5

---Update 3: I have got the script to update the required data into the xml files completed but the following code is being dropped from the written file. Why is this? how can I replace it?

<?xml version="1.0" encoding="utf-8"?><?xml-stylesheet type='text/xsl' href='ANZMeta.xsl'?>

Current working code (except for issue mentioned above).
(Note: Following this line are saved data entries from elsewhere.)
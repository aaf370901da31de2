//! # Produkt Actor
//!
//! Owns the product catalog. Prices and stock live on the variants
//! ([`produktdaten_actor`](crate::produktdaten_actor)); a product is name and description
//! only, and deleting it deletes its variants.

pub mod entity;
pub mod error;

pub use error::*;

use crate::clients::ProduktClient;
use crate::model::Produkt;
use actor_framework::ResourceActor;

/// Creates a new Produkt actor and its client.
pub fn new(buffer_size: usize) -> (ResourceActor<Produkt>, ProduktClient) {
    let (actor, inner) = ResourceActor::new(buffer_size);
    (actor, ProduktClient::new(inner))
}

#[cfg(test)]
mod tests {
    use super::*;
    use crate::model::{Betrag, ProduktCreate, ProduktQuery, ProduktdatenDaten, ProduktdatenQuery};
    use crate::produktdaten_actor;
    use actor_framework::ActorClient;

    fn produkt(bezeichnung: &str) -> ProduktCreate {
        ProduktCreate {
            bezeichnung: bezeichnung.to_string(),
            beschreibung: None,
        }
    }

    #[tokio::test]
    async fn search_is_case_insensitive_substring() {
        let (pd_actor, pd_client) = produktdaten_actor::new(8);
        let (actor, client) = new(8);
        tokio::spawn(pd_actor.run(()));
        tokio::spawn(actor.run(pd_client));

        client.create_produkt(produkt("Rotes Hemd")).await.unwrap();
        client.create_produkt(produkt("Hose")).await.unwrap();
        client.create_produkt(produkt("Nachthemd")).await.unwrap();

        let hemden = client.find(ProduktQuery::Bezeichnung("HEMD".into())).await.unwrap();
        assert_eq!(
            hemden.iter().map(|p| p.bezeichnung.as_str()).collect::<Vec<_>>(),
            vec!["Rotes Hemd", "Nachthemd"]
        );
    }

    #[tokio::test]
    async fn delete_removes_variants() {
        let (pd_actor, pd_client) = produktdaten_actor::new(8);
        let (actor, client) = new(8);
        tokio::spawn(pd_actor.run(()));
        tokio::spawn(actor.run(pd_client.clone()));

        let id = client.create_produkt(produkt("Hemd")).await.unwrap();
        for groesse in ["S", "M", "L"] {
            let daten = ProduktdatenDaten {
                groesse: Some(groesse.into()),
                farbe: None,
                preis: Betrag::from_cent(2999),
                anzahl_verfuegbar: 3,
            };
            pd_client.create_produktdaten(daten.fuer(id)).await.unwrap();
        }

        client.delete(id).await.unwrap();
        assert!(pd_client.find(ProduktdatenQuery::Alle).await.unwrap().is_empty());
    }

    #[tokio::test]
    async fn empty_name_is_invalid() {
        let (pd_actor, pd_client) = produktdaten_actor::new(8);
        let (actor, client) = new(8);
        tokio::spawn(pd_actor.run(()));
        tokio::spawn(actor.run(pd_client));

        let err = client.create_produkt(produkt("  ")).await.unwrap_err();
        assert!(matches!(err, ProduktError::Validation(_)));
    }
}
import os, xml, arcpy, shutil
from xml.etree import ElementTree as et 

path=os.getcwd()
arcpy.env.workspace = path

FileList = arcpy.ListFeatureClasses()
FileCount = len(FileList)
zone="_Zone"

for File in FileList:
    FileDesc_obj = arcpy.Describe(File)
    FileNm=FileDesc_obj.file
    newMetaFile=FileNm+"_BaseMetadata.xml"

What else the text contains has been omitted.